Сейчас президент двигался по лестнице, устеленной ковровой дорожкой, двигался нерешительно, словно боялся, что его вот-вот остановят. Следом шли главные и менее главные члены правительства. Ближе всего — лейтенант Хаит. Этот чувствовал себя главнокомандующим. Грудь вперед, китель с трудом вмещал в себя налитое мускулами тело лейтенанта. К тому же он был молод и сберег себя в лагере для военнопленных. С первого же дня будущий министр удостоился поста лагерного повара. Как и Азиз, он не голодал, не терял в весе и перед глазами «отца» с девичьим голосом предстал во всем своем блеске. Может быть, поэтому на него и пал выбор тогдашнего вице-президента «национального комитета». Уж больно по-собачьи преданно глядел он на человека, протянувшего ему свою белую, украшенную маникюром руку. Верность была подкупающей, она решила будущее. Эту верность прочел позже и барон Менке, прочел и Риббентроп. Еще позже. Сегодня.

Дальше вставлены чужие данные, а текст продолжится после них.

//! SVI slice demo: calibration from mid prices, outcome reporting, smile
//! queries, arb checks, serde.
//!
//! Run with: `cargo run --example svi_slice`

use volslice::{
    BlackScholes, OptionQuote, OptionType, PricingOracle, SliceCalibrator, SliceConfig,
    SmileSection, SviParams, SviSmile,
};

fn main() -> Result<(), Box<dyn std::error::Error>> {
    // Equity-like skew, 9M tenor
    let truth = SviParams::new(0.035, 0.18, -0.35, -0.05, 0.22);
    let (spot, rate, expiry): (f64, f64, f64) = (100.0, 0.01, 0.75);
    let forward = spot * (rate * expiry).exp();

    let ks: [f64; 11] = [-0.8, -0.6, -0.4, -0.2, -0.1, 0.0, 0.1, 0.2, 0.4, 0.6, 0.8];
    let (quotes, mut mids): (Vec<_>, Vec<_>) = ks
        .iter()
        .map(|&k| {
            let ty = if k < 0.0 { OptionType::Put } else { OptionType::Call };
            let quote = OptionQuote::new(spot, forward * k.exp(), rate, 0.0, expiry, ty);
            let vol = (truth.total_variance(k) / expiry).sqrt();
            (quote, BlackScholes.price(&quote, vol))
        })
        .unzip();

    // Full slice
    let calibrator = SliceCalibrator::default();
    let report = calibrator.calibrate_with_report(&quotes, &mids);
    let p = report.params;
    println!("=== Calibration ===");
    println!("Outcome: {:?}  points: {}  rmse: {:?}", report.outcome, report.n_points, report.rmse);
    println!("a={:.6} b={:.6} ρ={:.4} m={:.4} σ={:.4}", p.a, p.b, p.rho, p.m, p.sigma);
    println!("truth a={:.6} b={:.6} ρ={:.4} m={:.4} σ={:.4}", truth.a, truth.b, truth.rho, truth.m, truth.sigma);
    println!();

    // Smile queries in strike space
    let smile = SviSmile::new(forward, expiry, p)?;
    println!("{:<10} {:>10} {:>12} {:>12}", "Strike", "Vol (%)", "Variance", "Density");
    println!("{:-<10} {:-<10} {:-<12} {:-<12}", "", "", "", "");
    for &k in &[60.0, 70.0, 80.0, 90.0, 100.0, 110.0, 120.0, 140.0] {
        let vol = smile.vol(k)?;
        let var = smile.variance(k)?;
        let density = smile.density(k)?;
        println!("{:<10.0} {:>10.2} {:>12.6} {:>12.6}", k, vol.0 * 100.0, var.0, density);
    }
    println!();

    // Butterfly arbitrage check
    let arb = smile.is_arbitrage_free()?;
    println!("=== Arbitrage Check ===");
    println!("Butterfly arb-free: {}", arb.is_free);
    if let Some(worst) = arb.worst_violation() {
        println!("Worst violation at K={:.2}: density {:.3e}", worst.strike, worst.density);
    }
    println!();

    // Degraded slice: three quotes lose their prices
    mids[1] = 0.0;
    mids[4] = 0.0;
    mids[10] = 0.0;
    let degraded = SliceCalibrator::with_config(SliceConfig {
        min_points: 4,
        ..SliceConfig::default()
    })
    .calibrate_with_report(&quotes, &mids);
    println!("=== Degraded Slice ===");
    println!("Outcome: {:?}  points: {}", degraded.outcome, degraded.n_points);
    let max_err = ks
        .iter()
        .map(|&k| (degraded.params.total_variance(k) - truth.total_variance(k)).abs())
        .fold(0.0_f64, f64::max);
    println!("Max |Δw| on the grid: {max_err:.2e}");
    println!();

    // No usable prices at all
    let empty = calibrator.calibrate_with_report(&quotes, &vec![0.0; quotes.len()]);
    println!("=== No Prices ===");
    println!("Outcome: {:?}  params: {:?}", empty.outcome, empty.params);
    println!();

    // Serde round-trip
    let json = serde_json::to_string_pretty(&smile)?;
    println!("=== Serde ===");
    println!("{json}");
    let restored: SviSmile = serde_json::from_str(&json)?;
    println!("Round-trip ATM vol: {:.6} → {:.6}", smile.vol(forward)?.0, restored.vol(forward)?.0);

    Ok(())
}
//! Pricing oracle consumed by the implied-vol solver and the slice calibrator.
//!
//! The solver only relies on the contract below, so any reentrant pricer can
//! be plugged in through [`PricingOracle`]:
//!
//! - `price` is deterministic and increasing in volatility for `T > 0`, and
//!   returns intrinsic value when `T ≤ 0`.
//! - `price_and_sensitivities` reports vega **per unit of volatility** (not per
//!   vol point). Newton steps and calibration weights depend on this scale.
//!
//! [`BlackScholes`] is the closed-form Black–Scholes–Merton implementation with
//! continuous carry.

use std::f64::consts::{FRAC_1_SQRT_2, PI};

use serde::{Deserialize, Serialize};
use statrs::function::erf::erfc;

use crate::types::{OptionQuote, OptionType};

/// Price and first-order sensitivities of a European option.
#[derive(Debug, Clone, Copy, PartialEq, Serialize, Deserialize)]
pub struct Greeks {
    pub price: f64,
    pub delta: f64,
    pub gamma: f64,
    /// ∂V/∂σ per unit of volatility.
    pub vega: f64,
    /// ∂V/∂t per year.
    pub theta: f64,
    /// ∂V/∂r per unit of rate.
    pub rho: f64,
}

/// A stateless option pricer parameterized by volatility.
///
/// # Thread Safety
/// Implementations must be `Send + Sync`: independent slices may be
/// calibrated concurrently against one shared oracle.
pub trait PricingOracle: Send + Sync {
    /// Option price at the given volatility.
    fn price(&self, quote: &OptionQuote, vol: f64) -> f64;

    /// Option price together with its sensitivities at the given volatility.
    fn price_and_sensitivities(&self, quote: &OptionQuote, vol: f64) -> Greeks;
}

/// Closed-form Black–Scholes–Merton pricer with continuous dividend yield.
#[derive(Debug, Clone, Copy, Default, PartialEq, Eq)]
pub struct BlackScholes;

/// Standard normal PDF.
pub fn norm_pdf(x: f64) -> f64 {
    (-0.5 * x * x).exp() / (2.0 * PI).sqrt()
}

/// Standard normal CDF via the complementary error function.
pub fn norm_cdf(x: f64) -> f64 {
    0.5 * erfc(-x * FRAC_1_SQRT_2)
}

fn undiscounted_intrinsic(quote: &OptionQuote) -> f64 {
    match quote.option_type {
        OptionType::Call => (quote.spot - quote.strike).max(0.0),
        OptionType::Put => (quote.strike - quote.spot).max(0.0),
    }
}

fn d1_d2(quote: &OptionQuote, vol: f64) -> (f64, f64) {
    let sqrt_t = quote.expiry.sqrt();
    let d1 = ((quote.spot / quote.strike).ln()
        + (quote.rate - quote.dividend_yield + 0.5 * vol * vol) * quote.expiry)
        / (vol * sqrt_t);
    (d1, d1 - vol * sqrt_t)
}

impl PricingOracle for BlackScholes {
    fn price(&self, quote: &OptionQuote, vol: f64) -> f64 {
        if quote.expiry <= 0.0 {
            return undiscounted_intrinsic(quote);
        }
        if vol <= 0.0 {
            return quote.discounted_intrinsic();
        }
        let df_r = quote.rate_discount();
        let forward = quote.forward();
        let (d1, d2) = d1_d2(quote, vol);
        match quote.option_type {
            OptionType::Call => df_r * (forward * norm_cdf(d1) - quote.strike * norm_cdf(d2)),
            OptionType::Put => df_r * (quote.strike * norm_cdf(-d2) - forward * norm_cdf(-d1)),
        }
    }

    fn price_and_sensitivities(&self, quote: &OptionQuote, vol: f64) -> Greeks {
        if quote.expiry <= 0.0 || vol <= 0.0 {
            let delta = match quote.option_type {
                OptionType::Call if quote.spot > quote.strike => 1.0,
                OptionType::Put if quote.spot < quote.strike => -1.0,
                _ => 0.0,
            };
            return Greeks {
                price: self.price(quote, vol),
                delta,
                gamma: 0.0,
                vega: 0.0,
                theta: 0.0,
                rho: 0.0,
            };
        }

        let (s, k, r, q, t) = (
            quote.spot,
            quote.strike,
            quote.rate,
            quote.dividend_yield,
            quote.expiry,
        );
        let sqrt_t = t.sqrt();
        let df_r = quote.rate_discount();
        let df_q = quote.carry_discount();
        let (d1, d2) = d1_d2(quote, vol);
        let pdf_d1 = norm_pdf(d1);

        let gamma = df_q * pdf_d1 / (s * vol * sqrt_t);
        let vega = s * df_q * pdf_d1 * sqrt_t;
        let decay = -0.5 * s * df_q * pdf_d1 * vol / sqrt_t;

        let (delta, theta, rho) = match quote.option_type {
            OptionType::Call => (
                df_q * norm_cdf(d1),
                decay + q * s * df_q * norm_cdf(d1) - r * k * df_r * norm_cdf(d2),
                t * k * df_r * norm_cdf(d2),
            ),
            OptionType::Put => (
                df_q * (norm_cdf(d1) - 1.0),
                decay - q * s * df_q * norm_cdf(-d1) + r * k * df_r * norm_cdf(-d2),
                -t * k * df_r * norm_cdf(-d2),
            ),
        };

        Greeks {
            price: self.price(quote, vol),
            delta,
            gamma,
            vega,
            theta,
            rho,
        }
    }
}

Пока же они шли, соблюдая полную субординацию, ни на шаг не приближаясь к «отцу» и ни на шаг не отступая. Рядом с президентом переступал со ступеньки на ступеньку барон. Он вел правительство, боялся, как бы снова не нарушилась церемония. А нарушиться могла. Это Менке чувствовал. Наверху сидел итальянский посол — мало ли что взбредет в голову министру иностранных дел после беседы с доверенным лицом Муссолини.
Саид пока что тоже шел вместе со всеми, хотя его присутствие на церемонии было необязательным. На другой день фрау Людерзен объяснила, что внешность шарфюрера очень подошла к такой обстановке — среди членов правительства так мало людей с мужественным обликом. А ведь надо показать Германии способность этого правительства бороться. Наивная немка, она представляла себе политику в плане демонстрации мундиров и лиц. С такой точки зрения сам президент, конечно, не внушал доверия.
В зал для церемоний свиту и самого «отца» не пустили. Менке ввел подопечных в какую-то комнату, где, по его словам, необходимо было подготовить документы, ознакомиться с ними. Все почему-то волновались. Больше всего — президент. Он вставал с кресла, подходил к окну, снова садился. Хаит смотрел на «отца» с тревогой и участием. Остальные тихо переговаривались. Никаких документов не появлялось ни в руках, ни на столе. Исчез и сам барон.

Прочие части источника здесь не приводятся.